-- DATA PROVIDED follows --

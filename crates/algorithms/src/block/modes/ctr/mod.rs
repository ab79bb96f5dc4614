//! Counter (CTR) mode
//!
//! Counter mode turns a block cipher into a stream cipher by encrypting
//! successive values of a counter and XORing the result with the data. The
//! IV is the initial counter block and the whole block is incremented as
//! one big-endian integer, wrapping at the top.

use super::super::BlockCipher;
use super::{feedback_register, ModeOfOperation};
use crate::error::Result;
use mcrypt_common::security::SecretVec;

/// Counter mode implementation with secure memory handling
pub struct Ctr<B: BlockCipher> {
    cipher: B,
    counter_block: SecretVec,
    keystream: SecretVec,
    keystream_pos: usize,
}

impl<B: BlockCipher> Ctr<B> {
    /// Creates a new CTR mode instance whose first counter block is `iv`
    pub fn new(cipher: B, iv: &[u8]) -> Result<Self> {
        let counter_block = feedback_register(&cipher, iv, "CTR initial counter")?;
        let keystream = SecretVec::zeroed(iv.len());
        Ok(Self {
            cipher,
            counter_block,
            keystream,
            keystream_pos: 0,
        })
    }

    /// Encrypt the current counter into the keystream buffer and step it
    fn generate_keystream(&mut self) -> Result<()> {
        self.keystream
            .as_mut_slice()
            .copy_from_slice(self.counter_block.as_slice());
        self.cipher.encrypt_block(self.keystream.as_mut_slice())?;
        self.increment_counter();
        Ok(())
    }

    /// Increment the counter block as a big-endian integer
    fn increment_counter(&mut self) {
        for byte in self.counter_block.as_mut_slice().iter_mut().rev() {
            *byte = byte.wrapping_add(1);
            if *byte != 0 {
                break;
            }
        }
    }

    fn apply(&mut self, data: &mut [u8]) -> Result<()> {
        for byte in data.iter_mut() {
            if self.keystream_pos == 0 {
                self.generate_keystream()?;
            }
            *byte ^= self.keystream.as_slice()[self.keystream_pos];
            self.keystream_pos = (self.keystream_pos + 1) % self.keystream.len();
        }
        Ok(())
    }
}

impl<B: BlockCipher> ModeOfOperation for Ctr<B> {
    fn encrypt(&mut self, data: &mut [u8]) -> Result<()> {
        self.apply(data)
    }

    fn decrypt(&mut self, data: &mut [u8]) -> Result<()> {
        self.apply(data)
    }
}
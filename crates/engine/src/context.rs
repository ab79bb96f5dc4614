//! Transform context
//!
//! A [`TransformContext`] owns one loaded cipher unit together with the key
//! and IV it was keyed with. It applies zero padding or the fixlength
//! trailer around the unit for block modes and passes everything else
//! through byte for byte.

use core::fmt;
use std::io::{Read, Write};

use mcrypt_api::{
    AlgorithmDescriptor, CipherUnit, Direction, Error, ModeDescriptor, NameKind, Result,
};
use mcrypt_common::SecretVec;
use tracing::{debug, trace};
use zeroize::{Zeroize, Zeroizing};

#[cfg(feature = "rand")]
use rand::{CryptoRng, RngCore};

use crate::catalog::Catalog;
use crate::padding;
use crate::stream::{self, StreamOptions};

/// Stateful encryption/decryption context for one algorithm and mode
///
/// Not `Sync`-safe to share: every transform advances the mode's feedback
/// state, so concurrent use needs external serialization. Key and IV are
/// zeroized on [`deinit`](Self::deinit) and on drop.
///
/// After keying, the first transform fixes the direction of the feedback
/// state; the other direction is refused until [`reinit`](Self::reinit).
pub struct TransformContext {
    algorithm: AlgorithmDescriptor,
    mode: ModeDescriptor,
    unit: Box<dyn CipherUnit>,
    key: Option<SecretVec>,
    iv: Option<SecretVec>,
    // None until the first transform after keying
    direction: Option<Direction>,
}

impl TransformContext {
    /// Create an unkeyed context from the process-wide catalog
    pub fn new(algorithm: &str, mode: &str) -> Result<Self> {
        Self::with_catalog(Catalog::global(), algorithm, mode)
    }

    /// Create an unkeyed context from an explicit catalog
    pub fn with_catalog(catalog: &Catalog, algorithm: &str, mode: &str) -> Result<Self> {
        let algorithm_entry = catalog.resolve_algorithm(algorithm)?;
        let mode_entry = catalog.resolve_mode(mode)?;
        catalog.validate_pairing(&algorithm_entry.descriptor, &mode_entry.descriptor)?;

        let algorithm_unit = algorithm_entry
            .unit
            .as_deref()
            .ok_or_else(|| Error::unknown(NameKind::CipherUnit, algorithm))?;
        let mode_unit = mode_entry
            .unit
            .as_deref()
            .ok_or_else(|| Error::unknown(NameKind::CipherUnit, mode))?;
        let unit = mcrypt_algorithms::load(algorithm_unit, mode_unit)?;

        debug!(algorithm, mode, unit = ?unit, "transform context created");
        Ok(Self {
            algorithm: algorithm_entry.descriptor.clone(),
            mode: mode_entry.descriptor.clone(),
            unit: Box::new(unit),
            key: None,
            iv: None,
            direction: None,
        })
    }

    /// Key the context and reset the mode's feedback state
    ///
    /// Key and IV lengths are validated before anything is stored. If the
    /// unit itself rejects the material, the previous key and IV (if any)
    /// are restored and re-applied. Keying an already keyed context
    /// replaces its material.
    pub fn key(&mut self, key: &[u8], iv: Option<&[u8]>) -> Result<()> {
        let accepted = self.algorithm.accepted_key_sizes();
        if key.is_empty() || !accepted.accepts(key.len()) {
            return Err(Error::KeySize {
                algorithm: self.algorithm.name.clone(),
                actual: key.len(),
                accepted,
            });
        }

        match iv {
            None if self.mode.requires_iv => {
                return Err(Error::IvRequired {
                    mode: self.mode.name.clone(),
                })
            }
            Some(iv) if iv.len() != self.algorithm.iv_size => {
                return Err(Error::IvSize {
                    expected: self.algorithm.iv_size,
                    actual: iv.len(),
                })
            }
            _ => {}
        }

        let previous_key = self.key.replace(SecretVec::from_slice(key));
        let previous_iv = core::mem::replace(&mut self.iv, iv.map(SecretVec::from_slice));

        if let Err(err) = self.init_unit() {
            self.key = previous_key;
            self.iv = previous_iv;
            if self.key.is_none() || self.init_unit().is_err() {
                self.deinit();
            }
            return Err(err);
        }
        debug!(
            algorithm = %self.algorithm.name,
            mode = %self.mode.name,
            key_len = key.len(),
            iv = iv.is_some(),
            "context keyed"
        );
        Ok(())
    }

    /// Reset the unit to the state right after keying
    ///
    /// Needed before decrypting with the context that just encrypted, since
    /// encryption advances feedback state.
    pub fn reinit(&mut self) -> Result<()> {
        self.init_unit()?;
        trace!(algorithm = %self.algorithm.name, mode = %self.mode.name, "context reinitialized");
        Ok(())
    }

    /// Drop key material and return to the unkeyed state
    pub fn deinit(&mut self) {
        self.key = None;
        self.iv = None;
        self.direction = None;
        self.unit.deinit();
    }

    fn init_unit(&mut self) -> Result<()> {
        self.direction = None;
        let key = self.key.as_ref().ok_or(Error::NotKeyed)?;
        let default_iv;
        let iv = match &self.iv {
            Some(iv) => iv.as_slice(),
            None => {
                default_iv = SecretVec::zeroed(self.algorithm.iv_size);
                default_iv.as_slice()
            }
        };
        self.unit.init_state(key.as_slice(), iv)
    }

    /// Encrypt `data`, zero-padding block modes
    ///
    /// With `fixlength` the output of a block mode carries the length
    /// remainder in its last byte and is always longer than `data`.
    pub fn encrypt(&mut self, data: &[u8], fixlength: bool) -> Result<Vec<u8>> {
        self.begin(Direction::Encrypt)?;
        let unit = self.unit_len();
        let mut buffer = Zeroizing::new(padding::pad(data, unit, fixlength));
        self.transform_in_place(&mut buffer, Direction::Encrypt)?;
        trace!(input = data.len(), output = buffer.len(), fixlength, "encrypted buffer");
        Ok(core::mem::take(&mut *buffer))
    }

    /// Decrypt `data`
    ///
    /// Block modes ignore a trailing partial block. With `fixlength` the
    /// length recorded by a fixlength encryption is restored; without it the
    /// zero padding is returned as is.
    pub fn decrypt(&mut self, data: &[u8], fixlength: bool) -> Result<Vec<u8>> {
        self.begin(Direction::Decrypt)?;
        let unit = self.unit_len();
        let whole = padding::whole_units(data.len(), unit);
        let mut buffer = Zeroizing::new(data[..whole].to_vec());
        self.transform_in_place(&mut buffer, Direction::Decrypt)?;

        if fixlength && unit > 1 {
            let keep = padding::recovered_len(&buffer, unit);
            buffer[keep..].zeroize();
            buffer.truncate(keep);
        }
        trace!(input = data.len(), output = buffer.len(), fixlength, "decrypted buffer");
        Ok(core::mem::take(&mut *buffer))
    }

    /// Encrypt everything from `input` into `output`
    pub fn encrypt_file<R: Read, W: Write>(
        &mut self,
        input: R,
        output: W,
        options: &StreamOptions,
    ) -> Result<()> {
        stream::transform_stream(self, Direction::Encrypt, input, output, options)
    }

    /// Decrypt everything from `input` into `output`
    pub fn decrypt_file<R: Read, W: Write>(
        &mut self,
        input: R,
        output: W,
        options: &StreamOptions,
    ) -> Result<()> {
        stream::transform_stream(self, Direction::Decrypt, input, output, options)
    }

    /// Run the unit over a buffer already shaped for the mode
    pub(crate) fn transform_in_place(
        &mut self,
        buffer: &mut [u8],
        direction: Direction,
    ) -> Result<()> {
        self.ensure_keyed()?;
        if buffer.is_empty() {
            return Ok(());
        }
        self.unit.transform(buffer, direction)
    }

    /// Check the context is keyed and bind the feedback state to `direction`
    pub(crate) fn begin(&mut self, direction: Direction) -> Result<()> {
        self.ensure_keyed()?;
        match self.direction {
            Some(started) if started != direction => Err(Error::DirectionMismatch {
                started,
                requested: direction,
            }),
            _ => {
                self.direction = Some(direction);
                Ok(())
            }
        }
    }

    fn ensure_keyed(&self) -> Result<()> {
        if self.is_keyed() {
            Ok(())
        } else {
            Err(Error::NotKeyed)
        }
    }

    /// Granularity of the transform: the block size for block modes, else 1
    pub(crate) fn unit_len(&self) -> usize {
        if self.mode.is_block_mode {
            self.algorithm.block_size.max(1)
        } else {
            1
        }
    }

    /// Random key of the algorithm's maximum key size
    #[cfg(feature = "rand")]
    pub fn generate_key<R: RngCore + CryptoRng>(&self, rng: &mut R) -> SecretVec {
        let mut key = SecretVec::zeroed(self.algorithm.key_size);
        rng.fill_bytes(key.as_mut_slice());
        key
    }

    /// Random IV of the algorithm's IV size
    #[cfg(feature = "rand")]
    pub fn generate_iv<R: RngCore + CryptoRng>(&self, rng: &mut R) -> SecretVec {
        let mut iv = SecretVec::zeroed(self.algorithm.iv_size);
        rng.fill_bytes(iv.as_mut_slice());
        iv
    }

    /// Whether a key has been accepted and the unit initialized
    pub fn is_keyed(&self) -> bool {
        self.key.is_some() && self.unit.is_initialized()
    }

    /// Selected algorithm name
    pub fn algorithm(&self) -> &str {
        &self.algorithm.name
    }

    /// Selected mode name
    pub fn mode(&self) -> &str {
        &self.mode.name
    }

    pub fn get_key_size(&self) -> usize {
        self.algorithm.key_size
    }

    pub fn get_key_sizes(&self) -> &[usize] {
        &self.algorithm.key_sizes
    }

    pub fn get_iv_size(&self) -> usize {
        self.algorithm.iv_size
    }

    pub fn get_block_size(&self) -> usize {
        self.algorithm.block_size
    }

    /// Whether the mode uses an IV
    pub fn has_iv(&self) -> bool {
        self.mode.requires_iv
    }

    pub fn is_block_algorithm(&self) -> bool {
        self.algorithm.is_block_algorithm
    }

    pub fn is_block_mode(&self) -> bool {
        self.mode.is_block_mode
    }

    pub fn is_block_algorithm_mode(&self) -> bool {
        self.mode.is_block_algorithm_mode
    }
}

impl fmt::Debug for TransformContext {
    fn fmt(&self, f: &mut fmt::Formatter<'_>) -> fmt::Result {
        f.debug_struct("TransformContext")
            .field("algorithm", &self.algorithm.name)
            .field("mode", &self.mode.name)
            .field("keyed", &self.is_keyed())
            .finish_non_exhaustive()
    }
}
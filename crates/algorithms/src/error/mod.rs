//! Error handling for cipher primitives

use core::fmt;

use mcrypt_api::Error as CoreError;

/// The error type for cipher primitives
#[derive(Debug, Clone, PartialEq, Eq)]
pub enum Error {
    /// Parameter validation error
    Parameter {
        /// Name of the invalid parameter
        name: &'static str,
        /// Reason why the parameter is invalid
        reason: &'static str,
    },

    /// Length validation error
    Length {
        /// Context where the length error occurred
        context: &'static str,
        /// Expected length in bytes
        expected: usize,
        /// Actual length in bytes
        actual: usize,
    },

    /// Processing error during a cipher operation
    Processing {
        /// Operation that failed
        operation: &'static str,
        /// Additional details about the failure
        details: &'static str,
    },
}

impl Error {
    /// Shorthand to create a Parameter error
    pub fn param(name: &'static str, reason: &'static str) -> Self {
        Error::Parameter { name, reason }
    }
}

/// Result type for cipher primitive operations
pub type Result<T> = core::result::Result<T, Error>;

impl fmt::Display for Error {
    fn fmt(&self, f: &mut fmt::Formatter<'_>) -> fmt::Result {
        match self {
            Error::Parameter { name, reason } => {
                write!(f, "Invalid parameter '{}': {}", name, reason)
            }
            Error::Length {
                context,
                expected,
                actual,
            } => {
                write!(
                    f,
                    "Invalid length for {}: expected {}, got {}",
                    context, expected, actual
                )
            }
            Error::Processing { operation, details } => {
                write!(f, "Processing error in {}: {}", operation, details)
            }
        }
    }
}

impl std::error::Error for Error {}

// Conversion into the engine-facing error
impl From<Error> for CoreError {
    fn from(err: Error) -> Self {
        match err {
            Error::Parameter { name, reason } => CoreError::InvalidParameter {
                context: name,
                message: reason.to_string(),
            },
            Error::Length {
                context,
                expected,
                actual,
            } => CoreError::InvalidLength {
                context,
                expected,
                actual,
            },
            Error::Processing { operation, details } => CoreError::InvalidParameter {
                context: operation,
                message: details.to_string(),
            },
        }
    }
}

// Include the validation submodule
pub mod validate;
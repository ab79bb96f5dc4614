//! IDEA block cipher
//!
//! 64-bit block, 128-bit key, eight rounds plus an output transformation.
//! Words are loaded little-endian, which matches the byte order produced by
//! libmcrypt-compatible implementations on the common platforms.

use byteorder::{ByteOrder, LittleEndian};
use zeroize::{Zeroize, ZeroizeOnDrop};

use super::BlockCipher;
use crate::error::{validate, Result};
use mcrypt_params::algorithms::{IDEA_BLOCK_SIZE, IDEA_KEY_SIZE};

const ROUNDS: usize = 8;
const SUBKEYS: usize = 6 * ROUNDS + 4;
const USER_KEY_WORDS: usize = IDEA_KEY_SIZE / 2;

/// Multiplication modulo 2^16 + 1, with 0 standing for 2^16
#[inline(always)]
fn mul(a: u16, b: u16) -> u16 {
    const MODULUS: u32 = 0x10001;
    if a == 0 {
        (MODULUS - b as u32) as u16
    } else if b == 0 {
        (MODULUS - a as u32) as u16
    } else {
        let p = a as u32 * b as u32;
        let lo = p & 0xFFFF;
        let hi = p >> 16;
        if lo >= hi {
            (lo - hi) as u16
        } else {
            (lo + MODULUS - hi) as u16
        }
    }
}

/// Multiplicative inverse modulo 2^16 + 1
///
/// 65537 is prime, so x⁻¹ = x^(65535). 0 and 1 are their own inverses.
fn mul_inv(x: u16) -> u16 {
    if x <= 1 {
        return x;
    }
    const MODULUS: u64 = 0x10001;
    let mut base = x as u64;
    let mut exp = MODULUS - 2;
    let mut acc = 1u64;
    while exp > 0 {
        if exp & 1 == 1 {
            acc = acc * base % MODULUS;
        }
        base = base * base % MODULUS;
        exp >>= 1;
    }
    acc as u16
}

#[inline(always)]
fn add_inv(x: u16) -> u16 {
    x.wrapping_neg()
}

fn expand_key(user_key: &[u8]) -> [u16; SUBKEYS] {
    let mut key = [0u16; SUBKEYS];
    for (i, chunk) in user_key.chunks_exact(2).enumerate() {
        key[i] = LittleEndian::read_u16(chunk);
    }
    for i in USER_KEY_WORDS..SUBKEYS {
        key[i] = match i & 7 {
            0..=5 => (key[i - 7] & 127) << 9 | key[i - 6] >> 7,
            6 => (key[i - 7] & 127) << 9 | key[i - 14] >> 7,
            _ => (key[i - 15] & 127) << 9 | key[i - 14] >> 7,
        };
    }
    key
}

/// Derive the decryption schedule from the encryption schedule
fn invert_key(key: &[u16; SUBKEYS]) -> [u16; SUBKEYS] {
    let mut inv = [0u16; SUBKEYS];
    let mut lo = 0usize;
    let mut hi = 6 * ROUNDS;

    let t = mul_inv(key[lo]);
    inv[lo] = mul_inv(key[hi]);
    inv[hi] = t;
    lo += 1;
    hi += 1;
    let t = add_inv(key[lo]);
    inv[lo] = add_inv(key[hi]);
    inv[hi] = t;
    lo += 1;
    hi += 1;
    let t = add_inv(key[lo]);
    inv[lo] = add_inv(key[hi]);
    inv[hi] = t;
    lo += 1;
    hi += 1;
    let t = mul_inv(key[lo]);
    inv[lo] = mul_inv(key[hi]);
    inv[hi] = t;
    lo += 1;

    for _ in 0..(ROUNDS - 1) / 2 {
        hi -= 5;
        let t = key[lo];
        inv[lo] = key[hi];
        inv[hi] = t;
        lo += 1;
        hi += 1;

        let t = key[lo];
        inv[lo] = key[hi];
        inv[hi] = t;
        lo += 1;

        hi -= 5;
        let t = mul_inv(key[lo]);
        inv[lo] = mul_inv(key[hi]);
        inv[hi] = t;
        lo += 1;
        hi += 1;

        hi += 1;
        let t = add_inv(key[lo]);
        inv[lo] = add_inv(key[hi]);
        inv[hi] = t;
        lo += 1;
        hi -= 1;

        let t = add_inv(key[lo]);
        inv[lo] = add_inv(key[hi]);
        inv[hi] = t;
        lo += 1;
        hi += 1;

        hi += 1;
        let t = mul_inv(key[lo]);
        inv[lo] = mul_inv(key[hi]);
        inv[hi] = t;
        lo += 1;
    }

    // ROUNDS is even: the last middle round keeps its additive keys in place
    hi -= 5;
    let t = key[lo];
    inv[lo] = key[hi];
    inv[hi] = t;
    lo += 1;
    hi += 1;

    let t = key[lo];
    inv[lo] = key[hi];
    inv[hi] = t;
    lo += 1;

    inv[lo] = mul_inv(key[lo]);
    lo += 1;
    inv[lo] = add_inv(key[lo + 1]);
    inv[lo + 1] = add_inv(key[lo]);
    lo += 2;
    inv[lo] = mul_inv(key[lo]);

    inv
}

fn crypt(schedule: &[u16; SUBKEYS], block: &mut [u8]) {
    let mut x0 = LittleEndian::read_u16(&block[0..2]);
    let mut x1 = LittleEndian::read_u16(&block[2..4]);
    let mut x2 = LittleEndian::read_u16(&block[4..6]);
    let mut x3 = LittleEndian::read_u16(&block[6..8]);

    for k in schedule[..6 * ROUNDS].chunks_exact(6) {
        x0 = mul(x0, k[0]);
        x1 = x1.wrapping_add(k[1]);
        x2 = x2.wrapping_add(k[2]);
        x3 = mul(x3, k[3]);

        let t0 = mul(k[4], x0 ^ x2);
        let t1 = mul(k[5], (x1 ^ x3).wrapping_add(t0));
        let t0 = t0.wrapping_add(t1);

        x0 ^= t1;
        x3 ^= t0;
        let t0 = t0 ^ x1;
        x1 = x2 ^ t1;
        x2 = t0;
    }

    let k = &schedule[6 * ROUNDS..];
    LittleEndian::write_u16(&mut block[0..2], mul(x0, k[0]));
    LittleEndian::write_u16(&mut block[2..4], x2.wrapping_add(k[1]));
    LittleEndian::write_u16(&mut block[4..6], x1.wrapping_add(k[2]));
    LittleEndian::write_u16(&mut block[6..8], mul(x3, k[3]));
}

/// IDEA keyed with a 16-byte key
#[derive(Clone, Zeroize, ZeroizeOnDrop)]
pub struct Idea {
    encrypt_key: [u16; SUBKEYS],
    decrypt_key: [u16; SUBKEYS],
}

impl Idea {
    /// Expand a 16-byte key into both round schedules
    pub fn new(key: &[u8]) -> Result<Self> {
        validate::length("IDEA key", key.len(), IDEA_KEY_SIZE)?;
        let encrypt_key = expand_key(key);
        let decrypt_key = invert_key(&encrypt_key);
        Ok(Self {
            encrypt_key,
            decrypt_key,
        })
    }
}

impl BlockCipher for Idea {
    fn name(&self) -> &'static str {
        "IDEA"
    }

    fn block_size(&self) -> usize {
        IDEA_BLOCK_SIZE
    }

    fn encrypt_block(&self, block: &mut [u8]) -> Result<()> {
        validate::length("IDEA block", block.len(), IDEA_BLOCK_SIZE)?;
        crypt(&self.encrypt_key, block);
        Ok(())
    }

    fn decrypt_block(&self, block: &mut [u8]) -> Result<()> {
        validate::length("IDEA block", block.len(), IDEA_BLOCK_SIZE)?;
        crypt(&self.decrypt_key, block);
        Ok(())
    }
}

impl core::fmt::Debug for Idea {
    fn fmt(&self, f: &mut core::fmt::Formatter<'_>) -> core::fmt::Result {
        f.write_str("Idea([REDACTED])")
    }
}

-- DATA PROVIDED concluded --

EXERCISE DIRECTIONS ->
Copy exactly the stretch of data above from the line with "stored. If the" through the line with "replaces its material.", and omit all other lines.

THE ANSWER ->
    /// Key and IV lengths are validated before anything is stored. If the
    /// unit itself rejects the material, the previous key and IV (if any)
    /// are restored and re-applied. Keying an already keyed context
    /// replaces its material.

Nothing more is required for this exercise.